Indexes are slowed down whenever they have to go lookup ("bookmark lookup") data that the index itself doesn't contain. For instance, if your index has 2 columns, ID, and NAME, but you're selecting * (which is 5 columns total) the database has to read the index for the first two columns, then go lookup the other 3 columns in a less efficient data structure somewhere else.

In this case, your index can't be used because of the "like". This is similar to not putting any where filter on the query, it will skip the index altogether since it has to read the whole table anyway it will do just that ("table scan"). There is a threshold (i think around 35-50% where the engine normally flips over to this).
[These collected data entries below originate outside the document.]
use std::fmt;
use thiserror::Error;

/// The error type for mcsign operations
#[derive(Error, Debug)]
#[error("{message}")]
pub struct Error {
    kind: ErrorKind,
    message: String,
    #[source]
    source: Option<anyhow::Error>,
}

/// The kind of error that occurred
#[derive(Debug, Clone, Copy, PartialEq, Eq)]
pub enum ErrorKind {
    /// The provider looked up an access key and found no matching record.
    CredentialMissing,

    /// Transport, decoding or authorization failure while fetching credentials.
    CredentialFetchFailed,

    /// The request URL could not be split into path and query.
    MalformedUrl,

    /// A required input is empty or malformed.
    InvalidInput,

    /// The signature carried by a request does not match the computed one.
    SignatureMismatch,

    /// Configuration error (missing fields, invalid values)
    ConfigInvalid,

    /// The operation was cancelled before it completed.
    Cancelled,

    /// Unexpected errors (network, I/O, service errors, etc.)
    Unexpected,
}

impl Error {
    /// Create a new error with the given kind and message
    pub fn new(kind: ErrorKind, message: impl Into<String>) -> Self {
        Self {
            kind,
            message: message.into(),
            source: None,
        }
    }

    /// Add a source error
    pub fn with_source(mut self, source: impl Into<anyhow::Error>) -> Self {
        self.source = Some(source.into());
        self
    }

    /// Get the error kind
    pub fn kind(&self) -> ErrorKind {
        self.kind
    }

    /// Check if this is a credential error
    ///
    /// Callers use this to tell identity problems apart from malformed requests.
    pub fn is_credential_error(&self) -> bool {
        matches!(
            self.kind,
            ErrorKind::CredentialMissing | ErrorKind::CredentialFetchFailed
        )
    }
}

// Convenience constructors
impl Error {
    /// Create a credential missing error
    pub fn credential_missing(message: impl Into<String>) -> Self {
        Self::new(ErrorKind::CredentialMissing, message)
    }

    /// Create a credential fetch failed error
    pub fn credential_fetch_failed(message: impl Into<String>) -> Self {
        Self::new(ErrorKind::CredentialFetchFailed, message)
    }

    /// Create a malformed url error
    pub fn malformed_url(message: impl Into<String>) -> Self {
        Self::new(ErrorKind::MalformedUrl, message)
    }

    /// Create an invalid input error
    pub fn invalid_input(message: impl Into<String>) -> Self {
        Self::new(ErrorKind::InvalidInput, message)
    }

    /// Create a signature mismatch error
    pub fn signature_mismatch(message: impl Into<String>) -> Self {
        Self::new(ErrorKind::SignatureMismatch, message)
    }

    /// Create a config invalid error
    pub fn config_invalid(message: impl Into<String>) -> Self {
        Self::new(ErrorKind::ConfigInvalid, message)
    }

    /// Create a cancelled error
    pub fn cancelled(message: impl Into<String>) -> Self {
        Self::new(ErrorKind::Cancelled, message)
    }

    /// Create an unexpected error
    pub fn unexpected(message: impl Into<String>) -> Self {
        Self::new(ErrorKind::Unexpected, message)
    }
}

impl fmt::Display for ErrorKind {
    fn fmt(&self, f: &mut fmt::Formatter<'_>) -> fmt::Result {
        match self {
            ErrorKind::CredentialMissing => write!(f, "unknown or revoked access key"),
            ErrorKind::CredentialFetchFailed => write!(f, "identity service failure"),
            ErrorKind::MalformedUrl => write!(f, "malformed url"),
            ErrorKind::InvalidInput => write!(f, "invalid input"),
            ErrorKind::SignatureMismatch => write!(f, "signature mismatch"),
            ErrorKind::ConfigInvalid => write!(f, "invalid configuration"),
            ErrorKind::Cancelled => write!(f, "cancelled"),
            ErrorKind::Unexpected => write!(f, "unexpected error"),
        }
    }
}

/// Convenience type alias for Results
pub type Result<T> = std::result::Result<T, Error>;

// Common From implementations
impl From<anyhow::Error> for Error {
    fn from(err: anyhow::Error) -> Self {
        Self::unexpected(err.to_string()).with_source(err)
    }
}

impl From<std::fmt::Error> for Error {
    fn from(err: std::fmt::Error) -> Self {
        Self::unexpected(err.to_string()).with_source(anyhow::Error::from(err))
    }
}

impl From<http::Error> for Error {
    fn from(err: http::Error) -> Self {
        Self::invalid_input(err.to_string()).with_source(anyhow::Error::from(err))
    }
}

impl From<http::header::InvalidHeaderValue> for Error {
    fn from(err: http::header::InvalidHeaderValue) -> Self {
        Self::invalid_input(err.to_string()).with_source(anyhow::Error::from(err))
    }
}

impl From<http::header::InvalidHeaderName> for Error {
    fn from(err: http::header::InvalidHeaderName) -> Self {
        Self::invalid_input(err.to_string()).with_source(anyhow::Error::from(err))
    }
}

impl From<http::header::ToStrError> for Error {
    fn from(err: http::header::ToStrError) -> Self {
        Self::invalid_input(err.to_string()).with_source(anyhow::Error::from(err))
    }
}

impl From<http::uri::InvalidUri> for Error {
    fn from(err: http::uri::InvalidUri) -> Self {
        Self::malformed_url(err.to_string()).with_source(anyhow::Error::from(err))
    }
}

impl From<http::uri::InvalidUriParts> for Error {
    fn from(err: http::uri::InvalidUriParts) -> Self {
        Self::malformed_url(err.to_string()).with_source(anyhow::Error::from(err))
    }
}

impl From<serde_json::Error> for Error {
    fn from(err: serde_json::Error) -> Self {
        Self::unexpected(err.to_string()).with_source(anyhow::Error::from(err))
    }
}
use crate::constants::STATIC_PROVIDER_NAME;
use crate::Credential;
use async_trait::async_trait;
use mcsign_core::{Context, ProvideCredential, Result};

/// StaticCredentialProvider provides a fixed access key pair.
///
/// This provider is used when the integrator already holds the access key ID
/// and secret access key and wants to use them without any dynamic loading.
#[derive(Debug, Clone)]
pub struct StaticCredentialProvider {
    access_key_id: String,
    secret_access_key: String,
}

impl StaticCredentialProvider {
    /// Create a new StaticCredentialProvider with access key ID and secret access key.
    pub fn new(access_key_id: &str, secret_access_key: &str) -> Self {
        Self {
            access_key_id: access_key_id.to_string(),
            secret_access_key: secret_access_key.to_string(),
        }
    }
}

#[async_trait]
impl ProvideCredential for StaticCredentialProvider {
    type Credential = Credential;

    async fn provide_credential(&self, _: &Context) -> Result<Option<Self::Credential>> {
        Ok(Some(Credential::new(
            self.access_key_id.clone(),
            self.secret_access_key.clone(),
            STATIC_PROVIDER_NAME,
        )))
    }

    fn name(&self) -> &'static str {
        STATIC_PROVIDER_NAME
    }
}

#[cfg(test)]
mod tests {
    use super::*;

    #[tokio::test]
    async fn test_static_credential_provider() -> Result<()> {
        let ctx = Context::new();

        let provider = StaticCredentialProvider::new("access_key", "secret_key");
        let cred = provider
            .provide_credential(&ctx)
            .await?
            .expect("credential must be provided");
        assert_eq!(cred.access_key_id, "access_key");
        assert_eq!(cred.secret_access_key, "secret_key");
        assert_eq!(cred.provider_name, "StaticProvider");
        assert_eq!(provider.name(), "StaticProvider");

        Ok(())
    }
}
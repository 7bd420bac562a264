use mcsign_core::{Context, OsEnv};
use mcsign_http_send_reqwest::ReqwestHttpSend;

/// Create a Context that sends requests with reqwest and reads the OS environment.
pub fn default_context() -> Context {
    Context::new()
        .with_http_send(ReqwestHttpSend::default())
        .with_env(OsEnv)
}
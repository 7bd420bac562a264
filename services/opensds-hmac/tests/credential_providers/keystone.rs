use http::{Method, StatusCode};
use mcsign_core::{ErrorKind, ProvideCredential};
use mcsign_opensds_hmac::{Credentials, KeystoneCredentialProvider};
use pretty_assertions::assert_eq;

use crate::*;

#[tokio::test]
async fn test_lookup_hit() {
    let mock = MockHttpSend::new([list_credentials(StatusCode::OK, credential_listing())]);
    let ctx = context(&mock);

    let provider = KeystoneCredentialProvider::new(token_client(), "access_key");
    let cred = Credentials::new(provider)
        .get(&ctx)
        .await
        .expect("lookup must succeed");

    assert_eq!(cred.access_key_id, "access_key");
    assert_eq!(cred.secret_access_key, "secret_key");
    assert_eq!(cred.provider_name, "KeystoneProvider");

    let received = mock.received();
    assert_eq!(received.len(), 1);
    assert_eq!(received[0].headers["x-auth-token"], "admin_token");
}

#[tokio::test]
async fn test_lookup_miss() {
    let mock = MockHttpSend::new([list_credentials(StatusCode::OK, credential_listing())]);
    let ctx = context(&mock);

    let provider = KeystoneCredentialProvider::new(token_client(), "access");
    let err = provider
        .provide_credential(&ctx)
        .await
        .expect_err("lookup must miss");

    assert_eq!(err.kind(), ErrorKind::CredentialMissing);
    assert_eq!(err.to_string(), "credential is missing");
    assert!(err.is_credential_error());
}

#[tokio::test]
async fn test_lookup_empty_listing() {
    let mock = MockHttpSend::new([list_credentials(
        StatusCode::OK,
        r#"{"credentials": []}"#.to_string(),
    )]);

    let err = KeystoneCredentialProvider::new(token_client(), "access_key")
        .provide_credential(&context(&mock))
        .await
        .expect_err("lookup must miss");
    assert_eq!(err.kind(), ErrorKind::CredentialMissing);
}

#[tokio::test]
async fn test_lookup_rejected() {
    let mock = MockHttpSend::new([list_credentials(
        StatusCode::FORBIDDEN,
        r#"{"error": {"code": 403, "message": "You are not authorized"}}"#.to_string(),
    )]);

    let err = KeystoneCredentialProvider::new(token_client(), "access_key")
        .provide_credential(&context(&mock))
        .await
        .expect_err("lookup must fail");
    assert_eq!(err.kind(), ErrorKind::CredentialFetchFailed);
}

#[tokio::test]
async fn test_lookup_malformed_listing() {
    let mock = MockHttpSend::new([list_credentials(StatusCode::OK, "<html>".to_string())]);

    let err = KeystoneCredentialProvider::new(token_client(), "access_key")
        .provide_credential(&context(&mock))
        .await
        .expect_err("lookup must fail");
    assert_eq!(err.kind(), ErrorKind::CredentialFetchFailed);
}

#[tokio::test]
async fn test_lookup_malformed_blob() {
    let body = serde_json::json!({
        "credentials": [{ "blob": "not json", "type": "ec2", "id": "broken" }]
    })
    .to_string();
    let mock = MockHttpSend::new([list_credentials(StatusCode::OK, body)]);

    let err = KeystoneCredentialProvider::new(token_client(), "access_key")
        .provide_credential(&context(&mock))
        .await
        .expect_err("lookup must fail");
    assert_eq!(err.kind(), ErrorKind::CredentialFetchFailed);
}

#[tokio::test]
async fn test_transport_failure() {
    // Nothing scripted: the mock fails every request.
    let mock = MockHttpSend::new([]);

    let err = KeystoneCredentialProvider::new(token_client(), "access_key")
        .provide_credential(&context(&mock))
        .await
        .expect_err("lookup must fail");
    assert_eq!(err.kind(), ErrorKind::CredentialFetchFailed);
}

#[tokio::test]
async fn test_password_token_is_reused() {
    let mock = MockHttpSend::new([
        issue_token("issued_token", "2999-01-01T00:00:00.000000Z"),
        list_credentials(StatusCode::OK, credential_listing()),
        list_credentials(StatusCode::OK, credential_listing()),
    ]);
    let ctx = context(&mock);
    let provider = KeystoneCredentialProvider::new(password_client(), "access_key");

    for _ in 0..2 {
        provider
            .provide_credential(&ctx)
            .await
            .expect("lookup must succeed");
    }

    let received = mock.received();
    assert_eq!(received.len(), 3);
    let body: serde_json::Value =
        serde_json::from_slice(&received[0].body).expect("token request must be json");
    assert_eq!(body["auth"]["identity"]["password"]["user"]["name"], "opensds");
    assert_eq!(received[1].headers["x-auth-token"], "issued_token");
    assert_eq!(received[2].headers["x-auth-token"], "issued_token");
}

#[tokio::test]
async fn test_password_token_refreshed_near_expiry() {
    let soon = (chrono::Utc::now() + chrono::TimeDelta::seconds(30)).to_rfc3339();
    let mock = MockHttpSend::new([
        issue_token("short_token", &soon),
        list_credentials(StatusCode::OK, credential_listing()),
        issue_token("fresh_token", "2999-01-01T00:00:00Z"),
        list_credentials(StatusCode::OK, credential_listing()),
    ]);
    let ctx = context(&mock);
    let provider = KeystoneCredentialProvider::new(password_client(), "access_key");

    for _ in 0..2 {
        provider
            .provide_credential(&ctx)
            .await
            .expect("lookup must succeed");
    }

    let received = mock.received();
    assert_eq!(received[3].headers["x-auth-token"], "fresh_token");
    assert_eq!(mock.remaining(), 0);
}

#[tokio::test]
async fn test_rejected_token_fails_and_is_reissued_next_time() {
    let mock = MockHttpSend::new([
        issue_token("revoked_token", "2999-01-01T00:00:00Z"),
        list_credentials(StatusCode::UNAUTHORIZED, "{}".to_string()),
        issue_token("new_token", "2999-01-01T00:00:00Z"),
        list_credentials(StatusCode::OK, credential_listing()),
    ]);
    let ctx = context(&mock);
    let provider = KeystoneCredentialProvider::new(password_client(), "access_key");

    let err = provider
        .provide_credential(&ctx)
        .await
        .expect_err("rejected token must fail the lookup");
    assert_eq!(err.kind(), ErrorKind::CredentialFetchFailed);
    assert_eq!(mock.remaining(), 2, "the listing must not be repeated");

    let cred = provider
        .provide_credential(&ctx)
        .await
        .expect("lookup must succeed")
        .expect("credential must be found");
    assert_eq!(cred.secret_access_key, "secret_key");
    assert_eq!(mock.remaining(), 0);

    let received = mock.received();
    assert_eq!(received[1].headers["x-auth-token"], "revoked_token");
    assert_eq!(received[3].headers["x-auth-token"], "new_token");
}

#[tokio::test]
async fn test_token_issue_failure() {
    let mock = MockHttpSend::new([Exchange::new(
        Method::POST,
        "/identity/v3/auth/tokens",
        StatusCode::UNAUTHORIZED,
        r#"{"error": {"code": 401, "title": "Unauthorized"}}"#.to_string(),
    )]);

    let err = KeystoneCredentialProvider::new(password_client(), "access_key")
        .provide_credential(&context(&mock))
        .await
        .expect_err("lookup must fail");
    assert_eq!(err.kind(), ErrorKind::CredentialFetchFailed);
}
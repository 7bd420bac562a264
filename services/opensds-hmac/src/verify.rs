use std::fmt::{Debug, Formatter};
use std::sync::Arc;

use http::header::AUTHORIZATION;
use http::request::Parts;
use http::HeaderName;
use log::debug;
use mcsign_core::{Context, Error, Result};
use subtle::ConstantTimeEq;

use crate::constants::X_AUTH_DATE;
use crate::provide_credential::KeystoneCredentialProvider;
use crate::{AuthorizationHeader, Credentials, IdentityClient, RequestSigner, SigningParams};

type ResolveCredentials = dyn Fn(&str) -> Credentials + Send + Sync;

/// Verifier checks the signature of an incoming request.
///
/// The secret is looked up for the access key named in the `Authorization`
/// header, and the signature is recomputed over exactly the headers the
/// client listed.
#[derive(Clone)]
pub struct Verifier {
    resolve: Arc<ResolveCredentials>,
}

impl Verifier {
    /// Create a verifier that resolves credentials of an access key with `resolve`.
    pub fn new(resolve: impl Fn(&str) -> Credentials + Send + Sync + 'static) -> Self {
        Self {
            resolve: Arc::new(resolve),
        }
    }

    /// Create a verifier that looks access keys up in Keystone.
    pub fn keystone(client: IdentityClient) -> Self {
        Self::new(move |access_key_id| {
            Credentials::new(KeystoneCredentialProvider::new(
                client.clone(),
                access_key_id,
            ))
        })
    }

    /// Verify the request and return its parsed `Authorization` header.
    ///
    /// The query string of `req` is rewritten to its canonical form.
    pub async fn verify(
        &self,
        ctx: &Context,
        req: &mut Parts,
        body: &[u8],
    ) -> Result<AuthorizationHeader> {
        let auth = header_str(req, &AUTHORIZATION)?
            .ok_or_else(|| Error::invalid_input("signature not found in header"))?;
        let auth = AuthorizationHeader::parse(auth)?;
        let datetime = header_str(req, &HeaderName::from_static(X_AUTH_DATE))?
            .ok_or_else(|| Error::invalid_input("x-auth-date not found in header"))?
            .to_string();

        let signed_headers = auth
            .signed_headers
            .iter()
            .map(|v| HeaderName::try_from(v.as_str()))
            .collect::<std::result::Result<Vec<_>, _>>()?;

        let credentials = (self.resolve)(&auth.access_key_id);
        let cred = credentials.get(ctx).await?;
        let params = SigningParams::from_parts(
            auth.service.as_str(),
            auth.region.as_str(),
            datetime,
            auth.date.as_str(),
            auth.credential_scope(),
        );

        let signature = RequestSigner::new(credentials)
            .with_signed_headers(signed_headers)
            .signature(req, body, &params, &cred)?;

        if !bool::from(signature.as_bytes().ct_eq(auth.signature.as_bytes())) {
            debug!(
                "signature of access key {} does not match",
                auth.access_key_id
            );
            return Err(Error::signature_mismatch("signature validation failed"));
        }

        Ok(auth)
    }
}

fn header_str<'a>(req: &'a Parts, name: &HeaderName) -> Result<Option<&'a str>> {
    match req.headers.get(name) {
        None => Ok(None),
        Some(v) => {
            let v = v.to_str()?.trim();
            Ok((!v.is_empty()).then_some(v))
        }
    }
}

impl Debug for Verifier {
    fn fmt(&self, f: &mut Formatter<'_>) -> std::fmt::Result {
        f.debug_struct("Verifier").finish_non_exhaustive()
    }
}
In short, it seems unlikely that you need all 50 million rows from the DB for a production application, but if you do... use a machine with more memory and try methods that keep that data in memory. Maybe a No-SQL DB would be a better option - mongoDB, couch DB, tokyo cabinet. Things like this. Good luck!



回答7:

You could try breaking up the domain into chunks and then searh the chunks themselves. I did some thing like that years ago when I needed to search for words in sentences. I did not have full text searching available so I broke up the sentences into a word list and searched the words. It was really fast to find the results since the words were indexed.